The barbarian kingdoms,[1][2][3] also known as the post-Roman kingdoms,[4] the western kingdoms[2] or the early medieval kingdoms,[2] were the states founded by various non-Roman, primarily Germanic, peoples in Western Europe and North Africa following the collapse of the Western Roman Empire in the fifth century.[1][2][3] The formation of the barbarian kingdoms was a complicated, gradual and largely unintentional process, as the Roman state failed to handle barbarian migrants on the imperial borders, leading to both invasions and invitations into imperial territory, but simultaneously denied barbarians the ability to properly integrate into the imperial framework. The influence of barbarian rulers, at first local warlords and client kings without firm connections to any territories, increased as Roman emperors and usurpers used them as pawns in civil wars. It was only after the collapse of effective Western Roman central authority that the barbarian realms transitioned into proper territorial kingdoms.

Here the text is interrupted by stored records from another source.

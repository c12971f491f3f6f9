//! `finish-task` and `progress`

use std::path::{Path, PathBuf};

use anyhow::{Context, Result};
use tandem_core::{
    backlog::{Backlog, EpicProgress, TaskMutator},
    LockManager,
};

use super::Workspace;

const BAR_WIDTH: usize = 20;

#[derive(Debug, Clone, Default)]
pub struct FinishOptions {
    pub task_id: String,
    pub force: bool,
    pub agent: Option<String>,
    pub backlog: Option<PathBuf>,
}

/// Mark a task complete under the backlog lock.
///
/// # Errors
///
/// Fails when the backlog is missing, the lock stays busy, the epic belongs
/// to another agent, or the task is not pending.
pub async fn finish_task(workspace: &Workspace, options: &FinishOptions) -> Result<()> {
    let path = workspace.backlog_path(options.backlog.as_deref())?;
    let agent = workspace.agent(options.agent.as_deref());
    let locks = LockManager::from_config(&workspace.config, &workspace.root);
    let mutator = TaskMutator::new(
        &locks,
        workspace.config.ownership.policy,
        workspace.config.lock.max_wait(),
    );

    let completion = mutator
        .try_mark_done(&path, &options.task_id, &agent, options.force)
        .await?;

    if let Some(warning) = completion.warning {
        println!("⚠ {warning}");
    }
    println!(
        "✓ Task '{}' marked as complete in {} (line {}).",
        options.task_id,
        path.display(),
        completion.line + 1
    );
    Ok(())
}

/// Print per-epic completion.
///
/// # Errors
///
/// Fails when the backlog cannot be found or read.
pub fn progress(workspace: &Workspace, backlog: Option<&Path>) -> Result<()> {
    let path = workspace.backlog_path(backlog)?;
    let text = std::fs::read_to_string(&path)
        .with_context(|| format!("Failed to read backlog {}", path.display()))?;
    let epics = Backlog::parse(&text).progress();

    println!("Reading: {}", path.display());
    if epics.is_empty() {
        println!("No epics found (expected headings like '## Epic 1: Name').");
        return Ok(());
    }

    let done: usize = epics.iter().map(|epic| epic.done).sum();
    let total: usize = epics.iter().map(|epic| epic.total).sum();
    let percent = overall_percent(done, total);

    println!();
    println!("{} {percent:.1}%", progress_bar(percent));
    println!("Completed: {done}/{total}");
    println!();
    println!("By epic:");
    for epic in &epics {
        println!("  {}", epic_line(epic));
    }
    Ok(())
}

#[allow(clippy::cast_precision_loss)]
fn overall_percent(done: usize, total: usize) -> f64 {
    if total == 0 {
        0.0
    } else {
        done as f64 / total as f64 * 100.0
    }
}

#[allow(clippy::cast_possible_truncation, clippy::cast_sign_loss)]
fn progress_bar(percent: f64) -> String {
    let filled = ((percent.clamp(0.0, 100.0) / 100.0) * BAR_WIDTH as f64).floor() as usize;
    format!("{}{}", "█".repeat(filled), "░".repeat(BAR_WIDTH - filled))
}

fn epic_line(epic: &EpicProgress) -> String {
    let mark = if epic.total > 0 && epic.done == epic.total {
        "✓"
    } else {
        "…"
    };
    let owner = epic
        .owner
        .as_ref()
        .map(|owner| format!(" [{owner}]"))
        .unwrap_or_default();
    format!(
        "{mark} Epic {}: {}{owner}: {:.0}% ({}/{})",
        epic.number,
        epic.name,
        epic.percent(),
        epic.done,
        epic.total
    )
}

The barbarian kings of the west drew on legitimacy through connecting themselves to the Roman Empire in order to strengthen their rule. Virtually all of them assumed the style dominus noster ("our lord"), previously used by the emperors, and many assumed the praenomen Flavius, borne by virtually all Roman emperors in late antiquity. The kings typically also assumed a subordinate position in diplomacy with the remaining Eastern Roman Empire. The barbarian kings also adopted many aspects of the late Roman administration, but the old Roman system gradually dissolved and disappeared over the centuries, accelerated by periods of political turmoil. The major difference between the administration of the old Western Roman Empire and the new royal administrations was their scale, as the barbarian governments, on accounts of controlling significantly less territory, were less deep and less complex. As a result, there was a considerable breakdown in living standards as well as social and economic complexity. For the most part, the barbarian kingdoms were highly fragile and ephemeral. By the time of the coronation of Charlemagne, king of the Franks, as emperor in 800, the event usually seen as marking the end of the age of the barbarian kingdoms, only the Frankish kingdom remained out of the once vast and diverse network of kingdoms.

Formation[edit]

20th-century painting of Alaric I, leader of the Visigoths 395–410, entering Athens after capturing the city in 395

The rise of the barbarian kingdoms in the territory previously governed by the Western Roman Empire was a gradual, complex and largely unintentional process.[5] The starting point of the process that led to their formation were the migrations of large numbers of barbarian (i.e. non-Roman) peoples into the territory of the Roman Empire. The migrations were spurred by both invasions and invitations. Inviting peoples from beyond the imperial frontier to settle Roman territory was not a new policy, but something that had been done several times by emperors in the past, mostly for economic, agricultural or military purposes. The capacity for immigration in a state as large and powerful as the Roman Empire was nearly infinite, but several events and accidents in the fourth through fifth centuries complicated the situation.[5]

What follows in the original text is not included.